5.  At the same time, one wonders what effect the encouragement of NHRIs to become effectively political actors, may have on their ability to broaden their mandate effectively and to bring popular (including political) expectations closer to the necessary and important values represented by the UNGP. NHRIs may serve as as the source and protector of facts--of the data so essential for others to invoke the machinery of state, supra-national and private mechanisms for the vindication of rights and the reform of patterns of wrong in the business and human rights context.  But that is both a hard task, one with substantial political risk, and very little reward within the traditional ways in which the "effectiveness" of human rights organs are measured.  That is a pity. 
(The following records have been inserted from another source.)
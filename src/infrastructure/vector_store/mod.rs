mod in_memory;
mod qdrant;

pub use in_memory::InMemoryVectorStore;
pub use qdrant::QdrantVectorStore;
use thiserror::Error;

#[derive(Error, Debug)]
pub enum DomainError {
    #[error("Not found: {0}")]
    NotFound(String),

    #[error("Validation error: {0}")]
    Validation(String),

    #[error("Internal error: {0}")]
    Internal(String),

    #[error("External service error: {0}")]
    ExternalService(String),

    #[error("Timed out: {0}")]
    Timeout(String),
}

impl DomainError {
    pub fn not_found(msg: impl Into<String>) -> Self {
        Self::NotFound(msg.into())
    }

    pub fn validation(msg: impl Into<String>) -> Self {
        Self::Validation(msg.into())
    }

    pub fn internal(msg: impl Into<String>) -> Self {
        Self::Internal(msg.into())
    }

    pub fn external(msg: impl Into<String>) -> Self {
        Self::ExternalService(msg.into())
    }

    pub fn timeout(msg: impl Into<String>) -> Self {
        Self::Timeout(msg.into())
    }
}

pub type Result<T> = std::result::Result<T, DomainError>;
6. At the same time, there is something to the idea of pushing NHRI boundaries.  The development of NHRI as shadow NCP bodies that could also hear and develop a factual and conceptual record for human rights related complaints is an important one. That is perhaps the great contribution (at least in terms of emphasis) of this report. That it is somewhat buried is to be lamented, but that is the nature fo reports of this sort. Still, Such a function produces benefits simultaneously along multiple fronts--capacity building, engagement, transparency, data gathering (for longer term trend analysis and reporting), monitoring, and a site for the development of expectations and the narratives of approaches to the resolution of complaints that might then  be more authoritatively heard elsewhere. To that end the discussion at §§ 45-53 is most useful for the hints it provides about possibilities along those lines. The protection of the integrity of even this completely non-binding process is likely to present challenges--and push back--which require a substantial commitment by international bodies for sustained (not episodic or periodic) defense. 
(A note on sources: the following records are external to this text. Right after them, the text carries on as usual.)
use serde::Deserialize;
use std::path::{Path, PathBuf};

use crate::application::services::DEFAULT_QA_TEMPLATE;
use crate::domain::text_splitter::{DEFAULT_CHUNK_OVERLAP, DEFAULT_CHUNK_SIZE};

pub const CONFIG_FILE: &str = "config.yaml";
pub const PROMPTS_FILE: &str = "prompts.yaml";

#[derive(Debug, thiserror::Error)]
pub enum ConfigError {
    #[error("Failed to read {path}: {source}")]
    Io {
        path: PathBuf,
        source: std::io::Error,
    },
    #[error("Failed to parse {path}: {source}")]
    Parse {
        path: PathBuf,
        source: serde_yaml::Error,
    },
    #[error("Invalid value for {key}: {value}")]
    InvalidEnv { key: String, value: String },
}

/// Everything the binaries need, loaded from `config.yaml` and `prompts.yaml`.
#[derive(Debug, Clone, Default)]
pub struct AppConfig {
    pub config: Config,
    pub prompts: PromptsConfig,
}

impl AppConfig {
    /// Loads from `CONFIG_DIR` (default `./config`), then applies env overrides.
    pub fn load() -> Result<Self, ConfigError> {
        let dir = std::env::var("CONFIG_DIR").unwrap_or_else(|_| "config".into());
        let mut config = Self::from_dir(&dir)?;
        config.config.apply_env(|key| std::env::var(key).ok())?;
        Ok(config)
    }

    /// Missing files fall back to defaults; malformed files are an error.
    pub fn from_dir(dir: impl AsRef<Path>) -> Result<Self, ConfigError> {
        let dir = dir.as_ref();
        Ok(Self {
            config: read_yaml(&dir.join(CONFIG_FILE))?.unwrap_or_default(),
            prompts: read_yaml(&dir.join(PROMPTS_FILE))?.unwrap_or_default(),
        })
    }
}

fn read_yaml<T: serde::de::DeserializeOwned>(path: &Path) -> Result<Option<T>, ConfigError> {
    let contents = match std::fs::read_to_string(path) {
        Ok(contents) => contents,
        Err(e) if e.kind() == std::io::ErrorKind::NotFound => {
            tracing::debug!(path = %path.display(), "config file not found, using defaults");
            return Ok(None);
        }
        Err(source) => {
            return Err(ConfigError::Io {
                path: path.to_path_buf(),
                source,
            })
        }
    };

    serde_yaml::from_str(&contents)
        .map(Some)
        .map_err(|source| ConfigError::Parse {
            path: path.to_path_buf(),
            source,
        })
}

#[derive(Debug, Clone, Deserialize)]
#[serde(default)]
pub struct Config {
    pub server: ServerConfig,
    pub redis_url: String,
    pub qdrant: QdrantConfig,
    pub llm: LlmConfig,
    pub embedding: EmbeddingConfig,
    pub splitter: SplitterConfig,
    pub rag: RagConfig,
    pub worker: WorkerConfig,
    pub upload: UploadConfig,
    pub cors: CorsConfig,
    pub logging: LoggingConfig,
}

impl Config {
    /// Overrides file values with `SERVER_HOST`, `SERVER_PORT`, `REDIS_URL`,
    /// `QDRANT_URL`, `WORKER_CONCURRENCY` and `LOG_JSON`.
    pub fn apply_env(
        &mut self,
        lookup: impl Fn(&str) -> Option<String>,
    ) -> Result<(), ConfigError> {
        if let Some(host) = lookup("SERVER_HOST") {
            self.server.host = host;
        }
        if let Some(port) = lookup("SERVER_PORT") {
            self.server.port = parse_env("SERVER_PORT", port)?;
        }
        if let Some(url) = lookup("REDIS_URL") {
            self.redis_url = url;
        }
        if let Some(url) = lookup("QDRANT_URL") {
            self.qdrant.url = url;
        }
        if let Some(concurrency) = lookup("WORKER_CONCURRENCY") {
            self.worker.concurrency = parse_env("WORKER_CONCURRENCY", concurrency)?;
        }
        if let Some(json) = lookup("LOG_JSON") {
            self.logging.json = parse_env("LOG_JSON", json)?;
        }
        Ok(())
    }
}

fn parse_env<T: std::str::FromStr>(key: &str, value: String) -> Result<T, ConfigError> {
    value.trim().parse().map_err(|_| ConfigError::InvalidEnv {
        key: key.to_string(),
        value,
    })
}

impl Default for Config {
    fn default() -> Self {
        Self {
            server: ServerConfig::default(),
            redis_url: "redis://localhost:6379".to_string(),
            qdrant: QdrantConfig::default(),
            llm: LlmConfig::default(),
            embedding: EmbeddingConfig::default(),
            splitter: SplitterConfig::default(),
            rag: RagConfig::default(),
            worker: WorkerConfig::default(),
            upload: UploadConfig::default(),
            cors: CorsConfig::default(),
            logging: LoggingConfig::default(),
        }
    }
}

#[derive(Debug, Clone, Deserialize)]
#[serde(default)]
pub struct ServerConfig {
    pub host: String,
    pub port: u16,
}

impl Default for ServerConfig {
    fn default() -> Self {
        Self {
            host: "0.0.0.0".to_string(),
            port: 8080,
        }
    }
}

#[derive(Debug, Clone, Deserialize)]
#[serde(default)]
pub struct QdrantConfig {
    pub url: String,
    pub collection: String,
}

impl Default for QdrantConfig {
    fn default() -> Self {
        Self {
            url: "http://localhost:6334".to_string(),
            collection: "pdf_chunks".to_string(),
        }
    }
}

#[derive(Debug, Clone, Deserialize)]
#[serde(default)]
pub struct LlmConfig {
    pub model: String,
    pub temperature: f64,
    pub timeout_seconds: u64,
}

impl Default for LlmConfig {
    fn default() -> Self {
        Self {
            model: "gpt-3.5-turbo".to_string(),
            temperature: 0.2,
            timeout_seconds: 60,
        }
    }
}

#[derive(Debug, Clone, Deserialize)]
#[serde(default)]
pub struct EmbeddingConfig {
    pub model: String,
    pub dimension: usize,
}

impl Default for EmbeddingConfig {
    fn default() -> Self {
        Self {
            model: "text-embedding-3-small".to_string(),
            dimension: 1536,
        }
    }
}

#[derive(Debug, Clone, Deserialize)]
#[serde(default)]
pub struct SplitterConfig {
    pub chunk_size: usize,
    pub chunk_overlap: usize,
}

impl Default for SplitterConfig {
    fn default() -> Self {
        Self {
            chunk_size: DEFAULT_CHUNK_SIZE,
            chunk_overlap: DEFAULT_CHUNK_OVERLAP,
        }
    }
}

#[derive(Debug, Clone, Deserialize)]
#[serde(default)]
pub struct RagConfig {
    pub top_k: usize,
}

impl Default for RagConfig {
    fn default() -> Self {
        Self {
            top_k: crate::application::services::DEFAULT_TOP_K,
        }
    }
}

#[derive(Debug, Clone, Deserialize)]
#[serde(default)]
pub struct WorkerConfig {
    pub concurrency: usize,
    pub result_ttl_seconds: u64,
    pub poll_interval_ms: u64,
}

impl Default for WorkerConfig {
    fn default() -> Self {
        Self {
            concurrency: 4,
            result_ttl_seconds: 3600,
            poll_interval_ms: 100,
        }
    }
}

#[derive(Debug, Clone, Deserialize)]
#[serde(default)]
pub struct UploadConfig {
    pub max_upload_bytes: usize,
}

impl Default for UploadConfig {
    fn default() -> Self {
        Self {
            max_upload_bytes: 200 * 1024 * 1024,
        }
    }
}

#[derive(Debug, Clone, Default, Deserialize)]
#[serde(default)]
pub struct CorsConfig {
    pub allowed_origins: Vec<String>,
}

#[derive(Debug, Clone, Default, Deserialize)]
#[serde(default)]
pub struct LoggingConfig {
    pub json: bool,
}

#[derive(Debug, Clone, Default, Deserialize)]
#[serde(default)]
pub struct PromptsConfig {
    pub qa: QaPromptConfig,
}

#[derive(Debug, Clone, Deserialize)]
#[serde(default)]
pub struct QaPromptConfig {
    pub system: String,
    pub template: String,
}

impl Default for QaPromptConfig {
    fn default() -> Self {
        Self {
            system: String::new(),
            template: DEFAULT_QA_TEMPLATE.to_string(),
        }
    }
}

#[cfg(test)]
mod tests {
    use super::*;
    use std::collections::HashMap;

    #[test]
    fn test_defaults_use_gpt35_and_2000_char_chunks() {
        let config = Config::default();
        assert_eq!(config.llm.model, "gpt-3.5-turbo");
        assert!((config.llm.temperature - 0.2).abs() < f64::EPSILON);
        assert_eq!(config.splitter.chunk_size, 2000);
        assert_eq!(config.splitter.chunk_overlap, 200);
        assert_eq!(config.rag.top_k, 4);
    }

    #[test]
    fn test_missing_dir_uses_defaults() {
        let dir = tempfile::tempdir().unwrap();
        let config = AppConfig::from_dir(dir.path().join("nope")).unwrap();
        assert_eq!(config.config.server.port, 8080);
        assert!(config.prompts.qa.template.contains("{context}"));
    }

    #[test]
    fn test_partial_yaml_keeps_other_defaults() {
        let dir = tempfile::tempdir().unwrap();
        std::fs::write(
            dir.path().join(CONFIG_FILE),
            "llm:\n  model: gpt-4o-mini\nsplitter:\n  chunk_size: 500\n",
        )
        .unwrap();
        std::fs::write(
            dir.path().join(PROMPTS_FILE),
            "qa:\n  system: Be concise.\n",
        )
        .unwrap();

        let config = AppConfig::from_dir(dir.path()).unwrap();

        assert_eq!(config.config.llm.model, "gpt-4o-mini");
        assert_eq!(config.config.llm.timeout_seconds, 60);
        assert_eq!(config.config.splitter.chunk_size, 500);
        assert_eq!(config.config.splitter.chunk_overlap, 200);
        assert_eq!(config.prompts.qa.system, "Be concise.");
        assert_eq!(config.prompts.qa.template, DEFAULT_QA_TEMPLATE);
    }

    #[test]
    fn test_malformed_yaml_is_error() {
        let dir = tempfile::tempdir().unwrap();
        std::fs::write(dir.path().join(CONFIG_FILE), "server: [not, a, map]\n").unwrap();

        let err = AppConfig::from_dir(dir.path()).unwrap_err();
        assert!(matches!(err, ConfigError::Parse { .. }));
    }

    #[test]
    fn test_env_overrides() {
        let env: HashMap<&str, &str> = HashMap::from([
            ("SERVER_PORT", "9000"),
            ("REDIS_URL", "redis://cache:6379"),
            ("LOG_JSON", "true"),
        ]);
        let mut config = Config::default();
        config
            .apply_env(|key| env.get(key).map(|v| v.to_string()))
            .unwrap();

        assert_eq!(config.server.port, 9000);
        assert_eq!(config.redis_url, "redis://cache:6379");
        assert!(config.logging.json);
        assert_eq!(config.qdrant.url, "http://localhost:6334");
    }

    #[test]
    fn test_invalid_env_value() {
        let mut config = Config::default();
        let err = config
            .apply_env(|key| (key == "WORKER_CONCURRENCY").then(|| "many".to_string()))
            .unwrap_err();
        assert!(matches!(err, ConfigError::InvalidEnv { .. }));
    }
}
7. Among the most useful sections of the Report was its discussion of challenges (¶¶ 33-44).    Some of these ought to tie back to the quasi-judicial or investigative functions of the NHRI discussed above.  What is striking is what I might call the Norwegian Ethics Council effect.  Simply put--vesting an investigative mandate on a single entity (especially in a country lower down on the production chain which may be capacity and budget poor to begin with) to cover the entirety of this field is asking far more than can be delivered--short of moving from a human based t a machine learning AI environment. The result, as in the case of the work of the Norwegian Ethics Council, is to transform that function from a general (and open judicial) one, to a strategic and political one.  The highest and best use of such organs, in that case is to select classes of exemplary cases the determination with respect to which is meant to have an educational and perhaps in terrorem effect. That is indeed useful--to a point.  But far less so directly for the people affected whose recourse to remedial institutions may not be great to begin with.  It also effectively shifts autonomy over the management of the resolution for such wrongs from the individuals harmed to those intermediary collectives whose business it is to serve in their place.  Human agency, then, must be sacrificed to collective efficiency.  But that creates a tension at the heart of the human rights project about the malleability of the human person at the heart of human rights.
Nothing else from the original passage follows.